CHRISTOPHER RUGABER, Associated Press May 2, 2018
WASHINGTON (AP) — FPI Management, a property company in California, wants to hire dozens of people. Factories from New Hampshire to Michigan need workers. Hotels in Las Vegas are desperate to fill jobs.
Those employers and many others are quietly taking what once would have been a radical step: They're dropping marijuana from the drug tests they require of prospective employees. Marijuana testing — a fixture at large American employers for at least 30 years — excludes too many potential workers, experts say, at a time when filling jobs is more challenging than it's been in nearly two decades.
"It has come out of nowhere," said Michael Clarkson, head of the drug testing practice at Ogletree Deakins, a law firm. "I have heard from lots of clients things like, 'I can't staff the third shift and test for marijuana.'"
Though still in its early stages, the shift away from marijuana testing appears likely to accelerate. More states are legalizing cannabis for recreational use; Michigan could become the 10th state to do so in November. Missouri appears on track to become the 30th state to allow medical pot use.
And medical marijuana users in Massachusetts , Connecticut and Rhode Island have won lawsuits in the past year against companies that rescinded job offers or fired workers because of positive tests for cannabis. Before last year, courts had always ruled in favour of employers.
The Trump administration also may be softening its resistance to legal marijuana. Labor Secretary Alexander Acosta suggested at a congressional hearing last month that employers should take a "step back" on drug testing.
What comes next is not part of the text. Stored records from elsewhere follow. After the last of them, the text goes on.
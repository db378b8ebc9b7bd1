//! 明星记录存储抽象
//!
//! 服务层只依赖 [`StarStore`]，具体实现位于 `infrastructure`：
//! 内存存储用于本地运行和测试，PostgreSQL 存储用于部署。

use async_trait::async_trait;
use regex::{Regex, RegexBuilder};

use super::model::{NewStar, Star, StarId, StarPatch};

/// 存储层错误
#[derive(Debug, thiserror::Error)]
pub enum StoreError {
    #[error("database error: {0}")]
    Database(String),
    #[error("store unavailable: {0}")]
    Unavailable(String),
}

#[cfg(feature = "database")]
impl From<sqlx::Error> for StoreError {
    fn from(err: sqlx::Error) -> Self {
        StoreError::Database(err.to_string())
    }
}

#[derive(Debug, Clone, Copy, PartialEq, Eq)]
pub struct UpdateResult {
    pub matched_count: u64,
}

#[derive(Debug, Clone, Copy, PartialEq, Eq)]
pub struct DeleteResult {
    pub deleted_count: u64,
}

/// 查询过滤条件
///
/// 名称过滤为大小写不敏感的子串匹配，搜索词中的正则元字符会被转义。
#[derive(Debug, Clone, Default)]
pub struct StarFilter {
    name: Option<Regex>,
}

impl StarFilter {
    pub fn all() -> Self {
        Self::default()
    }

    pub fn name_contains(term: &str) -> Result<Self, regex::Error> {
        let name = RegexBuilder::new(&regex::escape(term))
            .case_insensitive(true)
            .build()?;
        Ok(Self { name: Some(name) })
    }

    pub fn matches(&self, star: &Star) -> bool {
        self.name
            .as_ref()
            .map_or(true, |pattern| pattern.is_match(&star.name))
    }

    /// 转义后的名称模式，供数据库侧的正则匹配使用
    pub fn name_pattern(&self) -> Option<&str> {
        self.name.as_ref().map(Regex::as_str)
    }
}

/// 明星记录存储
#[async_trait]
pub trait StarStore: Send + Sync {
    /// 保存记录并分配标识
    async fn insert(&self, payload: NewStar) -> Result<Star, StoreError>;

    async fn find_by_id(&self, id: StarId) -> Result<Option<Star>, StoreError>;

    /// 按插入顺序返回匹配的记录，`limit` 为 `None` 时不限制数量
    async fn find(
        &self,
        filter: &StarFilter,
        skip: u64,
        limit: Option<u64>,
    ) -> Result<Vec<Star>, StoreError>;

    async fn count(&self, filter: &StarFilter) -> Result<u64, StoreError>;

    async fn update_by_id(&self, id: StarId, patch: StarPatch) -> Result<UpdateResult, StoreError>;

    async fn delete_by_id(&self, id: StarId) -> Result<DeleteResult, StoreError>;

    /// 健康检查
    async fn ping(&self) -> Result<(), StoreError>;
}
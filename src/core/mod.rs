//! 核心层：错误处理、响应结构、中间件

pub mod error;
pub mod extract;
pub mod middleware;
pub mod response;
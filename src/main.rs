use hollywood_stars::infrastructure::{
    config::{load_config, log_config},
    logger::Logger,
};
use hollywood_stars::server;
use tracing::{error, info};

#[tokio::main]
async fn main() -> anyhow::Result<()> {
    let config = load_config()?;
    let _log_guard = Logger::init(&config.logging)?;

    info!("启动 Hollywood Stars API 服务器...");
    log_config(&config);

    server::run(config).await.map_err(|e| {
        error!("服务器运行失败: {}", e);
        e
    })
}
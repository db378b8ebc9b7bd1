//! 基础设施层

pub mod config;
#[cfg(feature = "database")]
pub mod database;
pub mod logger;
pub mod memory;
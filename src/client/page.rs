//! 明星列表页
//!
//! 把 [`StarsClient`] 的请求结果转换成 [`PageEvent`]，再交给
//! [`PageState::apply`]。请求失败只会体现在状态的提示信息中。

use tracing::{debug, warn};

use super::api::StarsClient;
use super::state::{FormField, PageEvent, PageState};
use crate::app::stars::model::{ListQuery, StarId};

pub struct StarsPage {
    client: StarsClient,
    query: ListQuery,
    state: PageState,
}

impl StarsPage {
    /// 不带查询参数，与首次进入页面时的请求一致
    pub fn new(client: StarsClient) -> Self {
        Self::with_query(client, ListQuery::default())
    }

    pub fn with_query(client: StarsClient, query: ListQuery) -> Self {
        Self {
            client,
            query,
            state: PageState::new(),
        }
    }

    pub fn state(&self) -> &PageState {
        &self.state
    }

    fn dispatch(&mut self, event: PageEvent) {
        debug!("page event: {:?}", event);
        self.state = std::mem::take(&mut self.state).apply(event);
    }

    pub async fn load(&mut self) {
        match self.client.list(&self.query).await {
            Ok(page) => self.dispatch(PageEvent::FetchCompleted(page)),
            Err(e) => {
                warn!("Error fetching data: {}", e);
                self.dispatch(PageEvent::FetchFailed(e.to_string()));
            }
        }
    }

    /// 打开编辑弹窗；记录不在当前页时单独获取
    pub async fn open_edit(&mut self, id: StarId) {
        let star = match self.state.find(id) {
            Some(star) => star.clone(),
            None => match self.client.get(id).await {
                Ok(star) => star,
                Err(e) => {
                    self.dispatch(PageEvent::FetchFailed(e.to_string()));
                    return;
                }
            },
        };
        self.dispatch(PageEvent::EditOpened(star));
    }

    pub fn change_field(&mut self, field: FormField, value: impl Into<String>) {
        self.dispatch(PageEvent::FieldChanged(field, value.into()));
    }

    pub fn cancel_edit(&mut self) {
        self.dispatch(PageEvent::EditCancelled);
    }

    /// 提交完整表单；成功后关闭弹窗并重新获取列表
    pub async fn save(&mut self) {
        let Some(session) = self.state.editing.clone() else {
            return;
        };

        match self.client.update(session.star_id, &session.form.to_patch()).await {
            Ok(response) => {
                self.dispatch(PageEvent::SaveSucceeded(response.message));
                self.load().await;
            }
            Err(e) => {
                warn!("Failed to update the star: {}", e);
                self.dispatch(PageEvent::SaveFailed(e.to_string()));
            }
        }
    }

    /// 删除成功后只在本地移除，不重新获取
    pub async fn delete(&mut self, id: StarId) {
        match self.client.delete(id).await {
            Ok(response) => self.dispatch(PageEvent::DeleteSucceeded(id, response.message)),
            Err(e) => {
                warn!("Failed to delete the star: {}", e);
                self.dispatch(PageEvent::DeleteFailed(e.to_string()));
            }
        }
    }
}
"We have all these Americans that are looking to work," Acosta said. "Are we aligning our ... drug testing policies with what's right for the workforce?"
There is no definitive data on how many companies conduct drug tests, though the Society for Human Resource Management found in a survey that 57 percent do so. Nor is there any recent data on how many have dropped marijuana from mandatory drug testing.
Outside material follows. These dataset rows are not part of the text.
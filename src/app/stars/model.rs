//! 明星数据模型

use std::fmt;
use std::str::FromStr;

use chrono::{DateTime, Utc};
use serde::{Deserialize, Serialize};
use serde_json::{Map, Value};
use uuid::Uuid;
use validator::Validate;

/// 由存储层维护的键，提交的附加字段中出现时会被丢弃
pub const RESERVED_KEYS: [&str; 3] = ["_id", "created_at", "updated_at"];

/// 明星记录的标识，由存储层分配，创建后不可变
#[derive(Debug, Clone, Copy, PartialEq, Eq, Hash, Serialize, Deserialize)]
#[serde(transparent)]
pub struct StarId(Uuid);

impl StarId {
    pub fn new() -> Self {
        Self(Uuid::new_v4())
    }

    pub fn as_uuid(&self) -> Uuid {
        self.0
    }
}

impl Default for StarId {
    fn default() -> Self {
        Self::new()
    }
}

impl From<Uuid> for StarId {
    fn from(id: Uuid) -> Self {
        Self(id)
    }
}

impl FromStr for StarId {
    type Err = uuid::Error;

    fn from_str(s: &str) -> Result<Self, Self::Err> {
        Uuid::parse_str(s.trim()).map(Self)
    }
}

impl fmt::Display for StarId {
    fn fmt(&self, f: &mut fmt::Formatter<'_>) -> fmt::Result {
        self.0.fmt(f)
    }
}

/// 已持久化的明星记录
#[derive(Debug, Clone, PartialEq, Serialize, Deserialize)]
pub struct Star {
    #[serde(rename = "_id")]
    pub id: StarId,
    pub name: String,
    pub email: String,
    pub major: String,
    pub created_at: DateTime<Utc>,
    pub updated_at: DateTime<Utc>,
    /// 客户端提交的其他字段，原样保存
    #[serde(flatten)]
    pub extra: Map<String, Value>,
}

impl Star {
    pub fn from_new(id: StarId, payload: NewStar, now: DateTime<Utc>) -> Self {
        Self {
            id,
            name: payload.name,
            email: payload.email,
            major: payload.major,
            created_at: now,
            updated_at: now,
            extra: payload.extra,
        }
    }

    /// 将补丁中出现的字段合并进记录，标识和创建时间保持不变
    pub fn apply(&mut self, patch: StarPatch, now: DateTime<Utc>) {
        if let Some(name) = patch.name {
            self.name = name;
        }
        if let Some(email) = patch.email {
            self.email = email;
        }
        if let Some(major) = patch.major {
            self.major = major;
        }
        self.extra.extend(patch.extra);
        self.updated_at = now;
    }
}

/// 创建请求
#[derive(Debug, Clone, PartialEq, Serialize, Deserialize, Validate)]
pub struct NewStar {
    #[validate(length(min = 1, max = 100, message = "name must be between 1 and 100 characters"))]
    pub name: String,

    #[validate(email(message = "email must be a valid address"))]
    pub email: String,

    #[validate(length(min = 1, max = 100, message = "major must be between 1 and 100 characters"))]
    pub major: String,

    #[serde(flatten)]
    pub extra: Map<String, Value>,
}

impl NewStar {
    pub fn new(name: impl Into<String>, email: impl Into<String>, major: impl Into<String>) -> Self {
        Self {
            name: name.into(),
            email: email.into(),
            major: major.into(),
            extra: Map::new(),
        }
    }

    pub fn sanitized(mut self) -> Self {
        strip_reserved(&mut self.extra);
        self
    }
}

/// 部分更新请求，只有出现的字段会被覆盖
#[derive(Debug, Clone, Default, PartialEq, Serialize, Deserialize, Validate)]
pub struct StarPatch {
    #[serde(default, skip_serializing_if = "Option::is_none")]
    #[validate(length(min = 1, max = 100, message = "name must be between 1 and 100 characters"))]
    pub name: Option<String>,

    #[serde(default, skip_serializing_if = "Option::is_none")]
    #[validate(email(message = "email must be a valid address"))]
    pub email: Option<String>,

    #[serde(default, skip_serializing_if = "Option::is_none")]
    #[validate(length(min = 1, max = 100, message = "major must be between 1 and 100 characters"))]
    pub major: Option<String>,

    #[serde(flatten)]
    pub extra: Map<String, Value>,
}

impl StarPatch {
    pub fn sanitized(mut self) -> Self {
        strip_reserved(&mut self.extra);
        self
    }

    pub fn is_empty(&self) -> bool {
        self.name.is_none() && self.email.is_none() && self.major.is_none() && self.extra.is_empty()
    }
}

fn strip_reserved(extra: &mut Map<String, Value>) {
    for key in RESERVED_KEYS {
        extra.remove(key);
    }
}

/// 列表查询参数
///
/// 保持字符串形式，宽松解析在服务层完成。
#[derive(Debug, Clone, Default, PartialEq, Eq, Deserialize, Serialize)]
pub struct ListQuery {
    #[serde(default, skip_serializing_if = "Option::is_none")]
    pub page: Option<String>,
    #[serde(default, skip_serializing_if = "Option::is_none")]
    pub limit: Option<String>,
    #[serde(default, skip_serializing_if = "Option::is_none")]
    pub search: Option<String>,
}

impl ListQuery {
    /// 从原始查询键值对构造，重复出现的键取第一个值，未知键忽略
    pub fn from_pairs<I, K, V>(pairs: I) -> Self
    where
        I: IntoIterator<Item = (K, V)>,
        K: AsRef<str>,
        V: Into<String>,
    {
        let mut query = Self::default();
        for (key, value) in pairs {
            let slot = match key.as_ref() {
                "page" => &mut query.page,
                "limit" => &mut query.limit,
                "search" => &mut query.search,
                _ => continue,
            };
            if slot.is_none() {
                *slot = Some(value.into());
            }
        }
        query
    }
}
But interviews with hiring executives, employment lawyers and agencies that help employers fill jobs indicate that dropping marijuana testing is among the steps more companies are taking to expand their pool of applicants to fill a near-record level of openings.
Businesses are hiring more people without high school diplomas, for example, to the point where the unemployment rate for non-high school graduates has sunk more than a full percentage point in the past year to 5.5 percent. That's the steepest such drop for any educational group over that time. On Friday, the government is expected to report another robust jobs report for April.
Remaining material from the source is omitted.